The Causal Review

1 What Problem Does This Tool Solve?

The synthetic control method [Abadie et al., 2010] addresses the evaluation of a policy applied to a single aggregate unit (a state, country, or city) when a single comparison unit is not a credible counterfactual. Instead, it constructs a weighted combination of control units— the "synthetic" treated unit whose pre-treatment characteristics closely match those of the treated unit. The Synth package [Abadie et al., 2011] is the reference implementation of the original Abadie-Diamond-Hainmueller (ADH) estimator. It provides functions for:

Constructing the synthetic control by solving the nested optimisation problem.

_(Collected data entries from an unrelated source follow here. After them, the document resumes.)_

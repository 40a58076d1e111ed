//! Trees over a table's row index space.
//!
//! A [`Tree`] is a [`Table`] whose rows are nodes. The parent of each node is
//! stored in the internal `#parent` column; child lists are kept alongside
//! in insertion order. Row [`ROOT`] exists from construction and can never
//! be removed or moved.
//!
//! Structural mutations (adding, removing and reparenting nodes) report a
//! [`ChangeDetail`] listing the affected nodes through the tree's structure
//! notifier. Computed columns listen there to invalidate themselves.
//!
//! # Example
//!
//! ```
//! use infovis::{Tree, ROOT};
//!
//! let tree = Tree::new();
//! let a = tree.add_node(ROOT).unwrap();
//! let b = tree.add_node(a).unwrap();
//!
//! assert!(tree.is_ancestor(a, b));
//! assert_eq!(tree.depth(b).unwrap(), 2);
//! assert!(tree.reparent(a, b).is_err());
//!
//! tree.reparent(b, ROOT).unwrap();
//! assert_eq!(tree.children(ROOT), vec![a, b]);
//! ```

mod debug;
mod parent;
pub mod traversal;

use std::fmt;
use std::sync::Arc;

use infovis_core::logging::targets;
use infovis_core::{ChangeDetail, ChangeNotifier, ConnectionId, NotifyBatch, Signal};
use parking_lot::RwLock;

use crate::column::{Column, ColumnRef};
use crate::config::TableConfig;
use crate::error::{Error, Result};
use crate::filter::ColumnFilter;
use crate::metadata::{Metadata, VisualRole};
use crate::table::Table;
use crate::value::ValueType;

pub use debug::{TreeDebug, TreeFormatOptions, TreeStyle};
use parent::ParentColumn;
use traversal::{depth_first, FnVisitor};

/// The root node, present in every tree.
pub const ROOT: usize = 0;

/// Parent column value meaning "no node".
pub const NIL: i32 = -1;

/// Name of the internal column storing parent links.
pub const PARENT_COLUMN: &str = "#parent";

/// Signals emitted by a [`Tree`] after its structure notifier fired.
#[derive(Default)]
pub struct TreeSignals {
    /// A node was attached; carries the node.
    pub node_added: Signal<usize>,
    /// A node was freed; carries the node.
    pub node_removed: Signal<usize>,
    /// A node moved; carries `(node, old_parent, new_parent)`.
    pub node_reparented: Signal<(usize, usize, usize)>,
}

/// A rooted tree whose nodes are table rows.
pub struct Tree {
    table: Table,
    parent: Arc<ParentColumn>,
    children: RwLock<Vec<Vec<usize>>>,
    structure: ChangeNotifier,
    signals: TreeSignals,
}

impl Default for Tree {
    fn default() -> Self {
        Self::new()
    }
}

impl Tree {
    /// Create a tree holding only [`ROOT`].
    pub fn new() -> Self {
        Self::with_config(TableConfig::default())
    }

    /// Create a tree holding only [`ROOT`].
    pub fn with_config(config: TableConfig) -> Self {
        let parent = Arc::new(ParentColumn::new());
        let table = Table::with_columns(config, vec![parent.clone() as ColumnRef]);
        table.add_row();
        Self {
            table,
            parent,
            children: RwLock::new(vec![Vec::new()]),
            structure: ChangeNotifier::new(),
            signals: TreeSignals::default(),
        }
    }

    /// The tree name.
    pub fn name(&self) -> &str {
        self.table.name()
    }

    /// Tree-level metadata.
    pub fn metadata(&self) -> &Metadata {
        self.table.metadata()
    }

    /// Signals emitted by this tree.
    pub fn signals(&self) -> &TreeSignals {
        &self.signals
    }

    pub(crate) fn table(&self) -> &Table {
        &self.table
    }

    // -------------------------------------------------------------------------
    // Structure
    // -------------------------------------------------------------------------

    /// Attach a new node as the last child of `parent`.
    pub fn add_node(&self, parent: usize) -> Result<usize> {
        if !self.contains(parent) {
            return Err(Error::InvalidRow(parent));
        }
        let node = self.table.add_row();
        self.parent.set_link(node, Some(parent))?;
        {
            let mut children = self.children.write();
            if children.len() <= node {
                children.resize_with(node + 1, Vec::new);
            }
            children[node].clear();
            children[parent].push(node);
        }
        tracing::debug!(target: targets::TREE, node, parent, "node added");
        self.structure.fire(ChangeDetail::rows([node, parent]));
        self.signals.node_added.emit(node);
        Ok(node)
    }

    /// Move `node` (with its subtree) under `new_parent`, as its last child.
    ///
    /// Fails with [`Error::RootNode`] for [`ROOT`] and with [`Error::Cycle`]
    /// if `new_parent` is `node` or one of its descendants. Moving a node
    /// under its current parent is a no-op.
    pub fn reparent(&self, node: usize, new_parent: usize) -> Result<()> {
        if node == ROOT {
            return Err(Error::RootNode);
        }
        let old_parent = self.parent(node).ok_or(Error::InvalidRow(node))?;
        if !self.contains(new_parent) {
            return Err(Error::InvalidRow(new_parent));
        }
        if node == new_parent || self.is_ancestor(node, new_parent) {
            return Err(Error::Cycle {
                node,
                parent: new_parent,
            });
        }
        if old_parent == new_parent {
            return Ok(());
        }

        self.parent.set_link(node, Some(new_parent))?;
        {
            let mut children = self.children.write();
            children[old_parent].retain(|&child| child != node);
            children[new_parent].push(node);
        }
        tracing::debug!(target: targets::TREE, node, old_parent, new_parent, "node reparented");
        self.structure
            .fire(ChangeDetail::rows([node, old_parent, new_parent]));
        self.signals
            .node_reparented
            .emit((node, old_parent, new_parent));
        Ok(())
    }

    /// Free `node`, handing its children to its parent.
    ///
    /// The children take the removed node's place among its siblings, in
    /// order. Listeners see a single structural event. Fails with
    /// [`Error::RootNode`] for [`ROOT`].
    pub fn remove_row(&self, node: usize) -> Result<()> {
        if node == ROOT {
            return Err(Error::RootNode);
        }
        let parent = self.parent(node).ok_or(Error::InvalidRow(node))?;
        let orphans = {
            let mut children = self.children.write();
            let orphans = std::mem::take(&mut children[node]);
            let siblings = &mut children[parent];
            if let Some(position) = siblings.iter().position(|&child| child == node) {
                siblings.splice(position..=position, orphans.iter().copied());
            }
            orphans
        };
        {
            let _batch = self.parent.batch();
            for &orphan in &orphans {
                self.parent.set_link(orphan, Some(parent))?;
            }
            self.parent.unlink(node);
        }
        self.table.remove_row(node)?;

        tracing::debug!(
            target: targets::TREE,
            node,
            parent,
            adopted = orphans.len(),
            "node removed"
        );
        let affected = [node, parent].into_iter().chain(orphans.iter().copied());
        self.structure.fire(ChangeDetail::rows(affected));
        self.signals.node_removed.emit(node);
        Ok(())
    }

    /// Free `node` and every descendant. Returns the freed nodes, deepest
    /// first.
    pub fn remove_subtree(&self, node: usize) -> Result<Vec<usize>> {
        if node == ROOT {
            return Err(Error::RootNode);
        }
        let parent = self.parent(node).ok_or(Error::InvalidRow(node))?;
        let removed = traversal::postorder_from(self, node);
        {
            let mut children = self.children.write();
            children[parent].retain(|&child| child != node);
            for &freed in &removed {
                children[freed].clear();
            }
        }
        for &freed in &removed {
            self.table.remove_row(freed)?;
            self.parent.unlink(freed);
        }

        tracing::debug!(
            target: targets::TREE,
            node,
            parent,
            count = removed.len(),
            "subtree removed"
        );
        let affected = removed.iter().copied().chain([parent]);
        self.structure.fire(ChangeDetail::rows(affected));
        for &freed in &removed {
            self.signals.node_removed.emit(freed);
        }
        Ok(removed)
    }

    /// Remove every node except a fresh [`ROOT`]. Stored columns are
    /// emptied but stay registered.
    pub fn clear(&self) {
        self.table.clear();
        self.parent.reset();
        self.table.add_row();
        *self.children.write() = vec![Vec::new()];
        tracing::debug!(target: targets::TREE, "tree cleared");
        self.structure.fire(ChangeDetail::All);
    }

    // -------------------------------------------------------------------------
    // Queries
    // -------------------------------------------------------------------------

    /// Whether `node` is live.
    pub fn contains(&self, node: usize) -> bool {
        self.table.is_row_valid(node)
    }

    /// Parent of a live non-root node.
    pub fn parent(&self, node: usize) -> Option<usize> {
        if !self.contains(node) {
            return None;
        }
        self.parent.link(node)
    }

    /// Whether `a` is a strict ancestor of `b`.
    ///
    /// Walks the parent chain of `b` upward; a node is not its own ancestor.
    pub fn is_ancestor(&self, a: usize, b: usize) -> bool {
        let mut current = self.parent(b);
        while let Some(node) = current {
            if node == a {
                return true;
            }
            current = self.parent(node);
        }
        false
    }

    /// Number of parent hops from `node` to [`ROOT`].
    pub fn depth(&self, node: usize) -> Result<usize> {
        if !self.contains(node) {
            return Err(Error::InvalidRow(node));
        }
        let mut depth = 0;
        let mut current = self.parent(node);
        while let Some(parent) = current {
            depth += 1;
            current = self.parent(parent);
        }
        Ok(depth)
    }

    /// Children of `node` in insertion order. Empty for freed nodes.
    pub fn children(&self, node: usize) -> Vec<usize> {
        if !self.contains(node) {
            return Vec::new();
        }
        self.children
            .read()
            .get(node)
            .cloned()
            .unwrap_or_default()
    }

    /// Number of children of `node`.
    pub fn child_count(&self, node: usize) -> usize {
        if !self.contains(node) {
            return 0;
        }
        self.children.read().get(node).map_or(0, Vec::len)
    }

    /// The `index`-th child of `node`.
    pub fn child_at(&self, node: usize, index: usize) -> Option<usize> {
        if !self.contains(node) {
            return None;
        }
        self.children
            .read()
            .get(node)
            .and_then(|children| children.get(index).copied())
    }

    /// Whether `node` is live and has no children.
    pub fn is_leaf(&self, node: usize) -> bool {
        self.contains(node) && self.child_count(node) == 0
    }

    /// Leaves in depth-first order.
    pub fn leaves(&self) -> Vec<usize> {
        let mut leaves = Vec::new();
        let mut visitor = FnVisitor::from_pre_order(|node| {
            if self.is_leaf(node) {
                leaves.push(node);
            }
            true
        });
        depth_first::visit(self, &mut visitor);
        leaves
    }

    /// Live nodes in ascending order.
    pub fn nodes(&self) -> Vec<usize> {
        self.table.rows()
    }

    /// Number of live nodes, [`ROOT`] included.
    pub fn node_count(&self) -> usize {
        self.table.row_count()
    }

    /// One past the highest node index ever handed out.
    pub fn node_span(&self) -> usize {
        self.table.row_span()
    }

    /// Number of nodes in the subtree rooted at `node`, itself included.
    pub fn subtree_size(&self, node: usize) -> usize {
        let mut count = 0;
        let mut visitor = FnVisitor::from_pre_order(|_| {
            count += 1;
            true
        });
        depth_first::visit_subtree(self, node, &mut visitor);
        count
    }

    /// A printable view of the tree.
    pub fn debug(&self) -> TreeDebug<'_> {
        TreeDebug::new(self)
    }

    // -------------------------------------------------------------------------
    // Notification
    // -------------------------------------------------------------------------

    /// The notifier reporting structural changes.
    pub fn structure_notifier(&self) -> &ChangeNotifier {
        &self.structure
    }

    /// Register a structural change listener.
    pub fn add_structure_listener<F>(&self, listener: F) -> ConnectionId
    where
        F: Fn(&ChangeDetail) + Send + Sync + 'static,
    {
        self.structure.connect(listener)
    }

    /// Unregister a structural change listener.
    pub fn remove_structure_listener(&self, id: ConnectionId) -> bool {
        self.structure.disconnect(id)
    }

    /// Open (or nest) a structural batch.
    pub fn disable_notify(&self) {
        self.structure.disable_notify();
    }

    /// Close one structural batch level; returns `true` if an event was
    /// delivered.
    pub fn enable_notify(&self) -> bool {
        self.structure.enable_notify()
    }

    /// Open a structural batch closed when the guard drops.
    pub fn batch(&self) -> NotifyBatch<'_> {
        self.structure.batch()
    }

    // -------------------------------------------------------------------------
    // Columns
    // -------------------------------------------------------------------------

    /// Register a column. See [`Table::add_column`].
    pub fn add_column(&self, column: ColumnRef) -> Result<()> {
        self.table.add_column(column)
    }

    /// Unregister a column. The parent column cannot be removed, and it
    /// rejects every write made through [`Tree::column`].
    pub fn remove_column(&self, name: &str) -> Result<ColumnRef> {
        if name == PARENT_COLUMN {
            return Err(Error::ReadOnly(name.to_string()));
        }
        self.table.remove_column(name)
    }

    /// Look a column up by name.
    pub fn column(&self, name: &str) -> Option<ColumnRef> {
        self.table.column(name)
    }

    /// The column at `index` in registration order.
    pub fn column_at(&self, index: usize) -> Option<ColumnRef> {
        self.table.column_at(index)
    }

    /// Number of registered columns, internal ones included.
    pub fn column_count(&self) -> usize {
        self.table.column_count()
    }

    /// Non-internal columns in registration order.
    pub fn columns(&self) -> Vec<ColumnRef> {
        self.table.columns()
    }

    /// Columns the filter keeps.
    pub fn filtered_columns(&self, filter: &dyn ColumnFilter) -> Vec<ColumnRef> {
        self.table.filtered_columns(filter)
    }

    /// First non-internal column flagged with `role`.
    pub fn find_column_with_role(&self, role: VisualRole) -> Option<ColumnRef> {
        self.table.find_column_with_role(role)
    }

    /// Typed lookup. See [`Table::column_as`].
    pub fn column_as<T: ValueType>(&self, name: &str) -> Result<Arc<Column<T>>> {
        self.table.column_as(name)
    }

    /// Typed get-or-create. See [`Table::find_or_create_column`].
    pub fn find_or_create_column<T: ValueType>(&self, name: &str) -> Result<Arc<Column<T>>> {
        self.table.find_or_create_column(name)
    }
}

impl fmt::Debug for Tree {
    fn fmt(&self, f: &mut fmt::Formatter<'_>) -> fmt::Result {
        f.debug_struct("Tree")
            .field("name", &self.name())
            .field("nodes", &self.node_count())
            .field("columns", &self.column_count())
            .finish()
    }
}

Summarising the balance between the treated unit and its synthetic counterpart.

Producing the canonical "path plot" (treated vs synthetic trajectories) and "gap plot" (difference over time).

Conducting permutation inference (placebo studies in space).

2 Installation and Setup

    # Install from CRAN

    install.packages("Synth")

    library(Synth)

    # The package ships with the Basque terrorism dataset (Abadie & Gardeazabal 2003)

    # and the California tobacco dataset (Abadie, Diamond & Hainmueller 2010)

    data(synth.data) # Basque example

    data(basque) # Also included

3 Data Preparation with dataprep()

The dataprep() function structures your panel data into the matrices required by the optimisation routine. It requires:

A balanced panel (long format: one row per unit-period).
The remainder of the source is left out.